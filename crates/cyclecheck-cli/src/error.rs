/// CLI error types with associated exit codes.
///
/// [`CliError`] is the top-level error type for the `cyclecheck` binary.
/// Every variant maps to a stable exit code via [`CliError::exit_code`]:
///
/// - Exit code **2** — input failure: the input could not be read or parsed.
///   The validator never runs.
/// - Exit code **1** — logical failure: the validator ran and the answer is
///   "not a single cycle" (or a showcase case disagreed with its expectation).
use std::fmt;
use std::path::PathBuf;

// ---------------------------------------------------------------------------
// CliError
// ---------------------------------------------------------------------------

/// All error conditions that the `cyclecheck` CLI can produce.
#[derive(Debug)]
pub enum CliError {
    // --- Exit code 2: input failures ---
    /// A file argument could not be found on the filesystem.
    FileNotFound {
        /// The path that was not found.
        path: PathBuf,
    },

    /// The process lacks permission to read a file.
    PermissionDenied {
        /// The path that could not be read.
        path: PathBuf,
    },

    /// The input exceeds the configured `--max-file-size` limit.
    FileTooLarge {
        /// `"-"` for stdin, or the filesystem path.
        source: String,
        /// The configured size limit in bytes.
        limit: u64,
        /// The actual size in bytes; `None` for stdin.
        actual: Option<u64>,
    },

    /// The input bytes are not valid UTF-8.
    InvalidUtf8 {
        /// `"-"` for stdin, or the filesystem path.
        source: String,
        /// The byte offset of the first invalid byte sequence.
        byte_offset: usize,
    },

    /// An I/O error occurred while reading from stdin.
    StdinReadError {
        /// The underlying I/O error message.
        detail: String,
    },

    /// Any other I/O error, including failures writing the result.
    IoError {
        /// The file or stream involved.
        source: String,
        /// The underlying I/O error message.
        detail: String,
    },

    /// The input is not a well-formed edge document.
    ParseFailed {
        /// Parser message, including line and column where available.
        detail: String,
    },

    /// An inline argument could not be interpreted.
    InvalidArgument {
        /// The offending flag, e.g. `--from`.
        flag: &'static str,
        /// What was wrong with it.
        detail: String,
    },

    // --- Exit code 1: logical failures ---
    /// The edges do not form a single cycle.
    ///
    /// The verdict has already been printed; this variant exists so `main`
    /// can exit with status 1.
    NotACycle,

    /// One or more showcase cases disagreed with their expected answer.
    ShowcaseMismatch {
        /// Number of disagreeing cases.
        failed: usize,
    },
}

impl CliError {
    /// Returns the process exit code for this error.
    ///
    /// - `2` — input failure.
    /// - `1` — logical failure.
    pub fn exit_code(&self) -> i32 {
        match self {
            Self::FileNotFound { .. }
            | Self::PermissionDenied { .. }
            | Self::FileTooLarge { .. }
            | Self::InvalidUtf8 { .. }
            | Self::StdinReadError { .. }
            | Self::IoError { .. }
            | Self::ParseFailed { .. }
            | Self::InvalidArgument { .. } => 2,

            Self::NotACycle | Self::ShowcaseMismatch { .. } => 1,
        }
    }

    /// Returns a human-readable message for stderr, or `None` when the
    /// outcome has already been reported on stdout.
    pub fn message(&self) -> Option<String> {
        let msg = match self {
            Self::FileNotFound { path } => {
                format!("error: file not found: {}", path.display())
            }
            Self::PermissionDenied { path } => {
                format!("error: permission denied: {}", path.display())
            }
            Self::FileTooLarge {
                source,
                limit,
                actual: Some(actual),
            } => {
                format!("error: file too large: {source} is {actual} bytes, limit is {limit} bytes")
            }
            Self::FileTooLarge {
                source,
                limit,
                actual: None,
            } => {
                format!("error: file too large: {source} exceeded limit of {limit} bytes")
            }
            Self::InvalidUtf8 {
                source,
                byte_offset,
            } => {
                format!(
                    "error: invalid UTF-8 in {source}: first invalid byte at offset {byte_offset}"
                )
            }
            Self::StdinReadError { detail } => {
                format!("error: failed to read stdin: {detail}")
            }
            Self::IoError { source, detail } => {
                format!("error: I/O error on {source}: {detail}")
            }
            Self::ParseFailed { detail } => {
                format!("error: invalid edge document: {detail}")
            }
            Self::InvalidArgument { flag, detail } => {
                format!("error: invalid value for {flag}: {detail}")
            }
            Self::NotACycle => return None,
            Self::ShowcaseMismatch { failed } => {
                format!("error: {failed} showcase case(s) disagreed with the expected answer")
            }
        };
        Some(msg)
    }
}

impl fmt::Display for CliError {
    fn fmt(&self, f: &mut fmt::Formatter<'_>) -> fmt::Result {
        match self.message() {
            Some(msg) => f.write_str(&msg),
            None => f.write_str("not a single cycle"),
        }
    }
}

impl std::error::Error for CliError {}

// ---------------------------------------------------------------------------
// Tests
// ---------------------------------------------------------------------------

━━━━━━━━━━━━━━━━━━━━

# AIM OF THE EXERCISE
If a line in the records above holds the string "configured", copy it out.

# REPLY
    /// The input exceeds the configured `--max-file-size` limit.
        /// The configured size limit in bytes.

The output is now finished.